Saved data entries
######

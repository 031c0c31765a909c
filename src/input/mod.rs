//! Input subsystem: raw samples in, canonical events out
//!
//! 1. [`device`] - Live keyboard and joystick state
//! 2. [`normalizer`] - Filtering of raw samples into [`InputEvent`]s
//! 3. [`event`] - Category and payload queries on one event
//! 4. [`direction`] - Compass projection and the wanted direction
//! 5. [`system`] - Lifecycle and per-frame draining
//!
//! # Architecture
//!
//! ```text
//! Platform ──► InputContext::next_event ──► InputEvent ──► DirectionIntent
//!  (samples)   (deadzone, stale, repeat)    (queries)      (wanted 8-way)
//! ```
//!
//! All state lives in an [`InputContext`] owned by the host loop; each
//! `next_event` call consumes at most one sample and never blocks.

pub mod context;
pub mod device;
pub mod direction;
pub mod event;
pub mod keys;
pub mod normalizer;
pub mod platform;
pub mod raw;
pub mod system;

pub use context::InputContext;
pub use device::DeviceTracker;
pub use direction::{Direction8, DirectionIntent};
pub use event::{InputEvent, Suppression};
pub use keys::{KeyModifiers, KeyboardKey, DIRECTIONAL_KEYS};
pub use platform::{EventSource, JoystickDriver, JoystickHandle, KeyboardProbe, Platform};
pub use raw::{AxisState, HatPosition, RawSample};
pub use system::{InputSystem, SystemState};
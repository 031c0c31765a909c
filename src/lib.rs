//! padflow - keyboard and joypad input normalization for frame-stepped games
//!
//! Raw platform samples go through an [`InputContext`] that filters stale,
//! duplicate and ambiguous samples and yields canonical [`InputEvent`]s. On
//! top of those, [`DirectionIntent`] derives the 8-way direction the player
//! wants and [`PlayerMovement`] turns it into a velocity.

pub mod backend;
pub mod config;
pub mod error;
pub mod input;
pub mod movement;

pub use config::InputConfig;
pub use error::InputError;
pub use input::{
    AxisState, Direction8, DirectionIntent, InputContext, InputEvent, InputSystem, KeyboardKey,
    Platform, RawSample,
};
pub use movement::PlayerMovement;
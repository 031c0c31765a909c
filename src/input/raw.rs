//! Raw device samples as delivered by a platform backend

use crate::input::direction::Direction8;
use crate::input::keys::{KeyModifiers, KeyboardKey};

/// Number of axis slots whose state is tracked (horizontal and vertical)
///
/// Axis indices are folded onto these slots modulo `AXIS_SLOTS`.
pub const AXIS_SLOTS: usize = 2;

/// One raw input sample, before any filtering
#[derive(Clone, Debug, PartialEq)]
pub enum RawSample {
    KeyDown {
        key: KeyboardKey,
        modifiers: KeyModifiers,
        repeat: bool,
    },
    KeyUp {
        key: KeyboardKey,
        modifiers: KeyModifiers,
        repeat: bool,
    },
    /// UTF-8 text entered by the user (may be more than one character)
    TextInput {
        text: String,
    },
    JoyButtonDown {
        button: u8,
    },
    JoyButtonUp {
        button: u8,
    },
    /// Signed axis value; positive means right or down
    JoyAxisMotion {
        axis: u8,
        value: i16,
    },
    JoyHatMotion {
        hat: u8,
        position: HatPosition,
    },
    WindowClose,
}

impl RawSample {
    /// Key press without modifiers, as delivered on first press
    pub fn key_down(key: KeyboardKey) -> Self {
        RawSample::KeyDown {
            key,
            modifiers: KeyModifiers::empty(),
            repeat: false,
        }
    }

    /// Key release without modifiers
    pub fn key_up(key: KeyboardKey) -> Self {
        RawSample::KeyUp {
            key,
            modifiers: KeyModifiers::empty(),
            repeat: false,
        }
    }

    pub fn axis(axis: u8, value: i16) -> Self {
        RawSample::JoyAxisMotion { axis, value }
    }

    pub fn hat(hat: u8, position: HatPosition) -> Self {
        RawSample::JoyHatMotion { hat, position }
    }

    /// Returns whether this sample comes from a joystick
    pub fn is_joypad(&self) -> bool {
        matches!(
            self,
            RawSample::JoyButtonDown { .. }
                | RawSample::JoyButtonUp { .. }
                | RawSample::JoyAxisMotion { .. }
                | RawSample::JoyHatMotion { .. }
        )
    }
}

/// Classified state of one joystick axis
#[derive(Clone, Copy, Debug, PartialEq, Eq, Hash, Default)]
pub enum AxisState {
    #[default]
    Centered,
    /// Left or up
    Negative,
    /// Right or down
    Positive,
}

impl AxisState {
    /// Classifies a raw axis value: anything below `press_threshold` in
    /// magnitude counts as centered
    pub fn classify(value: i16, press_threshold: u16) -> Self {
        if value.unsigned_abs() < press_threshold {
            AxisState::Centered
        } else if value > 0 {
            AxisState::Positive
        } else {
            AxisState::Negative
        }
    }

    /// -1, 0 or 1
    pub fn as_i8(self) -> i8 {
        match self {
            AxisState::Centered => 0,
            AxisState::Negative => -1,
            AxisState::Positive => 1,
        }
    }

    pub fn is_centered(self) -> bool {
        self == AxisState::Centered
    }
}

/// Position of a digital hat (d-pad)
#[derive(Clone, Copy, Debug, PartialEq, Eq, Hash, Default)]
pub enum HatPosition {
    #[default]
    Centered,
    Up,
    RightUp,
    Right,
    RightDown,
    Down,
    LeftDown,
    Left,
    LeftUp,
}

impl HatPosition {
    /// Builds a hat position from the four d-pad switches
    ///
    /// Opposite switches cancel each other out.
    pub fn from_switches(up: bool, right: bool, down: bool, left: bool) -> Self {
        let vertical = i8::from(down) - i8::from(up);
        let horizontal = i8::from(right) - i8::from(left);
        match (horizontal, vertical) {
            (0, -1) => HatPosition::Up,
            (1, -1) => HatPosition::RightUp,
            (1, 0) => HatPosition::Right,
            (1, 1) => HatPosition::RightDown,
            (0, 1) => HatPosition::Down,
            (-1, 1) => HatPosition::LeftDown,
            (-1, 0) => HatPosition::Left,
            (-1, -1) => HatPosition::LeftUp,
            _ => HatPosition::Centered,
        }
    }

    /// Compass direction of this position, `None` when centered
    pub fn direction(self) -> Option<Direction8> {
        match self {
            HatPosition::Centered => None,
            HatPosition::Right => Some(Direction8::Right),
            HatPosition::RightUp => Some(Direction8::UpRight),
            HatPosition::Up => Some(Direction8::Up),
            HatPosition::LeftUp => Some(Direction8::UpLeft),
            HatPosition::Left => Some(Direction8::Left),
            HatPosition::LeftDown => Some(Direction8::DownLeft),
            HatPosition::Down => Some(Direction8::Down),
            HatPosition::RightDown => Some(Direction8::DownRight),
        }
    }
}

#[cfg(test)]
mod tests {
    use super::*;

    #[test]
    fn axis_classification_boundaries() {
        assert_eq!(AxisState::classify(0, 10000), AxisState::Centered);
        assert_eq!(AxisState::classify(9999, 10000), AxisState::Centered);
        assert_eq!(AxisState::classify(10000, 10000), AxisState::Positive);
        assert_eq!(AxisState::classify(-10000, 10000), AxisState::Negative);
        assert_eq!(AxisState::classify(i16::MIN, 10000), AxisState::Negative);
        assert_eq!(AxisState::classify(i16::MAX, 10000), AxisState::Positive);
    }

    #[test]
    fn hat_switches() {
        assert_eq!(
            HatPosition::from_switches(true, false, false, true),
            HatPosition::LeftUp
        );
        assert_eq!(
            HatPosition::from_switches(false, true, true, false),
            HatPosition::RightDown
        );
        assert_eq!(
            HatPosition::from_switches(true, false, true, false),
            HatPosition::Centered
        );
        assert_eq!(
            HatPosition::from_switches(false, false, false, false),
            HatPosition::Centered
        );
    }

    #[test]
    fn hat_directions_follow_compass_indices() {
        assert_eq!(HatPosition::Right.direction().map(Direction8::index), Some(0));
        assert_eq!(HatPosition::LeftUp.direction().map(Direction8::index), Some(3));
        assert_eq!(HatPosition::RightDown.direction().map(Direction8::index), Some(7));
        assert_eq!(HatPosition::Centered.direction(), None);
    }

    #[test]
    fn joypad_category() {
        assert!(RawSample::axis(0, 1).is_joypad());
        assert!(RawSample::JoyButtonUp { button: 2 }.is_joypad());
        assert!(!RawSample::key_down(KeyboardKey::A).is_joypad());
        assert!(!RawSample::WindowClose.is_joypad());
    }
}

######

• **ASSIGNMENT**:
Taking the lines above one at a time, give the number of them that contain the string "device". Add nothing else.

• **RESULT FOR THIS TASK**:
4